Division of Infectious Diseases, Johns Hopkins University School of Medicine, Rangos Building, 855 N Wolfe St, Baltimore, MD 21205.
Peter Medawar Building for Pathogen Research, Nuffield Department of Medicine and the Oxford NIHR Biomedical Research Centre, Oxford University, UK.
Risk factors for hepatitis C virus (HCV) infection vary, and there were an estimated 1.75 million new cases worldwide in 2015. The World Health Organization aims for a 90% reduction in new HCV infections by 2030. An HCV vaccine would prevent transmission, regardless of risk factors, and significantly reduce the global burden of HCV-associated disease. Barriers to development include virus diversity, limited models for testing vaccines, and our incomplete understanding of protective immune responses.
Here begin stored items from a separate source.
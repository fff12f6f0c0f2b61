//! Catalog entities: fuels, products, and settings shipped as base data.
//!
//! All of these are root entities — each is stored as its own archive
//! document and referenced from elsewhere. Every optional attribute is an
//! `Option` (or an empty `Vec`): present or absent, nothing in between.

use crate::entity::{new_id, BaseDataEntity, Entity, RootEntity};
use crate::enums::{FuelGroup, PipeType, ProductType};
use crate::ModelType;

/// A burnable fuel (or electricity tariff) from the base data catalog.
#[derive(Debug, Clone, Default, PartialEq)]
pub struct Fuel {
    pub id: String,
    pub name: Option<String>,
    pub description: Option<String>,
    pub is_protected: bool,
    pub group: Option<FuelGroup>,
    /// Trade unit, e.g. "L", "kg", "kWh".
    pub unit: Option<String>,
    /// kWh per unit.
    pub calorific_value: Option<f64>,
    /// kg per unit, for wood fuels traded by volume.
    pub density: Option<f64>,
    /// g CO2 equivalents per kWh.
    pub co2_emissions: Option<f64>,
    pub water_content: Option<f64>,
}

impl Fuel {
    pub fn new(name: impl Into<String>) -> Self {
        Self {
            id: new_id(),
            name: Some(name.into()),
            ..Self::default()
        }
    }
}

impl Entity for Fuel {
    fn id(&self) -> &str {
        &self.id
    }
}

impl RootEntity for Fuel {
    const TYPE: ModelType = ModelType::Fuel;

    fn name(&self) -> Option<&str> {
        self.name.as_deref()
    }

    fn description(&self) -> Option<&str> {
        self.description.as_deref()
    }
}

impl BaseDataEntity for Fuel {
    fn is_protected(&self) -> bool {
        self.is_protected
    }
}

/// A product manufacturer.
#[derive(Debug, Clone, Default, PartialEq)]
pub struct Manufacturer {
    pub id: String,
    pub name: Option<String>,
    pub description: Option<String>,
    pub is_protected: bool,
    pub address: Option<String>,
    pub url: Option<String>,
}

impl Manufacturer {
    pub fn new(name: impl Into<String>) -> Self {
        Self {
            id: new_id(),
            name: Some(name.into()),
            ..Self::default()
        }
    }
}

impl Entity for Manufacturer {
    fn id(&self) -> &str {
        &self.id
    }
}

impl RootEntity for Manufacturer {
    const TYPE: ModelType = ModelType::Manufacturer;

    fn name(&self) -> Option<&str> {
        self.name.as_deref()
    }

    fn description(&self) -> Option<&str> {
        self.description.as_deref()
    }
}

impl BaseDataEntity for Manufacturer {
    fn is_protected(&self) -> bool {
        self.is_protected
    }
}

/// A heat-generating boiler product.
#[derive(Debug, Clone, Default, PartialEq)]
pub struct Boiler {
    pub id: String,
    pub name: Option<String>,
    pub description: Option<String>,
    pub is_protected: bool,
    pub manufacturer: Option<Manufacturer>,
    pub group: Option<ProductGroup>,
    pub fuel: Option<Fuel>,
    /// kW
    pub max_power: Option<f64>,
    /// kW
    pub min_power: Option<f64>,
    pub efficiency_rate: Option<f64>,
    /// EUR
    pub purchase_price: Option<f64>,
}

impl Boiler {
    pub fn new(name: impl Into<String>) -> Self {
        Self {
            id: new_id(),
            name: Some(name.into()),
            ..Self::default()
        }
    }
}

impl Entity for Boiler {
    fn id(&self) -> &str {
        &self.id
    }
}

impl RootEntity for Boiler {
    const TYPE: ModelType = ModelType::Boiler;

    fn name(&self) -> Option<&str> {
        self.name.as_deref()
    }

    fn description(&self) -> Option<&str> {
        self.description.as_deref()
    }
}

impl BaseDataEntity for Boiler {
    fn is_protected(&self) -> bool {
        self.is_protected
    }
}

/// A network pipe product.
#[derive(Debug, Clone, Default, PartialEq)]
pub struct Pipe {
    pub id: String,
    pub name: Option<String>,
    pub description: Option<String>,
    pub is_protected: bool,
    pub manufacturer: Option<Manufacturer>,
    pub group: Option<ProductGroup>,
    pub pipe_type: Option<PipeType>,
    /// W per m·K
    pub u_value: Option<f64>,
    /// mm
    pub inner_diameter: Option<f64>,
    /// mm
    pub outer_diameter: Option<f64>,
    /// EUR per m
    pub price_per_meter: Option<f64>,
}

impl Pipe {
    pub fn new(name: impl Into<String>) -> Self {
        Self {
            id: new_id(),
            name: Some(name.into()),
            ..Self::default()
        }
    }
}

impl Entity for Pipe {
    fn id(&self) -> &str {
        &self.id
    }
}

impl RootEntity for Pipe {
    const TYPE: ModelType = ModelType::Pipe;

    fn name(&self) -> Option<&str> {
        self.name.as_deref()
    }

    fn description(&self) -> Option<&str> {
        self.description.as_deref()
    }
}

impl BaseDataEntity for Pipe {
    fn is_protected(&self) -> bool {
        self.is_protected
    }
}

/// A buffer tank product.
#[derive(Debug, Clone, Default, PartialEq)]
pub struct BufferTank {
    pub id: String,
    pub name: Option<String>,
    pub description: Option<String>,
    pub is_protected: bool,
    pub manufacturer: Option<Manufacturer>,
    pub group: Option<ProductGroup>,
    /// L
    pub volume: Option<f64>,
    /// mm
    pub diameter: Option<f64>,
    /// mm
    pub height: Option<f64>,
    /// mm
    pub insulation_thickness: Option<f64>,
    /// EUR
    pub purchase_price: Option<f64>,
}

impl BufferTank {
    pub fn new(name: impl Into<String>) -> Self {
        Self {
            id: new_id(),
            name: Some(name.into()),
            ..Self::default()
        }
    }
}

impl Entity for BufferTank {
    fn id(&self) -> &str {
        &self.id
    }
}

impl RootEntity for BufferTank {
    const TYPE: ModelType = ModelType::BufferTank;

    fn name(&self) -> Option<&str> {
        self.name.as_deref()
    }

    fn description(&self) -> Option<&str> {
        self.description.as_deref()
    }
}

impl BaseDataEntity for BufferTank {
    fn is_protected(&self) -> bool {
        self.is_protected
    }
}

/// Groups products of one family and carries their cost defaults
/// (usage duration, repair/maintenance/operation shares).
#[derive(Debug, Clone, Default, PartialEq)]
pub struct ProductGroup {
    pub id: String,
    pub name: Option<String>,
    pub description: Option<String>,
    pub is_protected: bool,
    pub product_type: Option<ProductType>,
    /// Display order within the catalog.
    pub index: Option<i32>,
    /// Usage duration in years.
    pub duration: Option<i32>,
    /// % of investment per year.
    pub repair: Option<f64>,
    /// % of investment per year.
    pub maintenance: Option<f64>,
    /// Hours per year.
    pub operation: Option<f64>,
}

impl ProductGroup {
    pub fn new(name: impl Into<String>) -> Self {
        Self {
            id: new_id(),
            name: Some(name.into()),
            ..Self::default()
        }
    }
}

impl Entity for ProductGroup {
    fn id(&self) -> &str {
        &self.id
    }
}

impl RootEntity for ProductGroup {
    const TYPE: ModelType = ModelType::ProductGroup;

    fn name(&self) -> Option<&str> {
        self.name.as_deref()
    }

    fn description(&self) -> Option<&str> {
        self.description.as_deref()
    }
}

impl BaseDataEntity for ProductGroup {
    fn is_protected(&self) -> bool {
        self.is_protected
    }
}

/// A weather station with its hourly temperature series.
#[derive(Debug, Clone, Default, PartialEq)]
pub struct WeatherStation {
    pub id: String,
    pub name: Option<String>,
    pub description: Option<String>,
    pub is_protected: bool,
    pub longitude: Option<f64>,
    pub latitude: Option<f64>,
    /// m above sea level.
    pub altitude: Option<f64>,
    /// Hourly temperatures for a reference year, °C. Copied verbatim.
    pub data: Vec<f64>,
}

impl WeatherStation {
    pub fn new(name: impl Into<String>) -> Self {
        Self {
            id: new_id(),
            name: Some(name.into()),
            ..Self::default()
        }
    }
}

impl Entity for WeatherStation {
    fn id(&self) -> &str {
        &self.id
    }
}

impl RootEntity for WeatherStation {
    const TYPE: ModelType = ModelType::WeatherStation;

    fn name(&self) -> Option<&str> {
        self.name.as_deref()
    }

    fn description(&self) -> Option<&str> {
        self.description.as_deref()
    }
}

impl BaseDataEntity for WeatherStation {
    fn is_protected(&self) -> bool {
        self.is_protected
    }
}

/// Default economic parameters applied to new projects.
#[derive(Debug, Clone, Default, PartialEq)]
pub struct CostSettings {
    pub id: String,
    pub name: Option<String>,
    pub description: Option<String>,
    pub is_protected: bool,
    /// %
    pub vat_rate: Option<f64>,
    /// EUR per hour.
    pub hourly_wage: Option<f64>,
    /// EUR per kWh.
    pub electricity_price: Option<f64>,
    /// %
    pub interest_rate: Option<f64>,
    /// % with public funding.
    pub interest_rate_funding: Option<f64>,
    /// Share of produced heat spent on auxiliary electricity, %.
    pub electricity_demand_share: Option<f64>,
    /// % of investment per year.
    pub insurance_share: Option<f64>,
}

impl CostSettings {
    pub fn new(name: impl Into<String>) -> Self {
        Self {
            id: new_id(),
            name: Some(name.into()),
            ..Self::default()
        }
    }
}

impl Entity for CostSettings {
    fn id(&self) -> &str {
        &self.id
    }
}

impl RootEntity for CostSettings {
    const TYPE: ModelType = ModelType::CostSettings;

    fn name(&self) -> Option<&str> {
        self.name.as_deref()
    }

    fn description(&self) -> Option<&str> {
        self.description.as_deref()
    }
}

impl BaseDataEntity for CostSettings {
    fn is_protected(&self) -> bool {
        self.is_protected
    }
}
Although highly effective vaccines could prevent infection altogether, immune responses that increase the rate of HCV clearance and prevent chronic infection may be sufficient to reduce disease burden. Adjuvant envelope or core protein and virus-vectored non-structural antigen vaccines have been tested in healthy volunteers who are not at risk for HCV infection; viral vectors encoding non-structural proteins are the only vaccine strategy to be tested in at-risk individuals. Despite development challenges, a prophylactic vaccine is necessary for global control of HCV.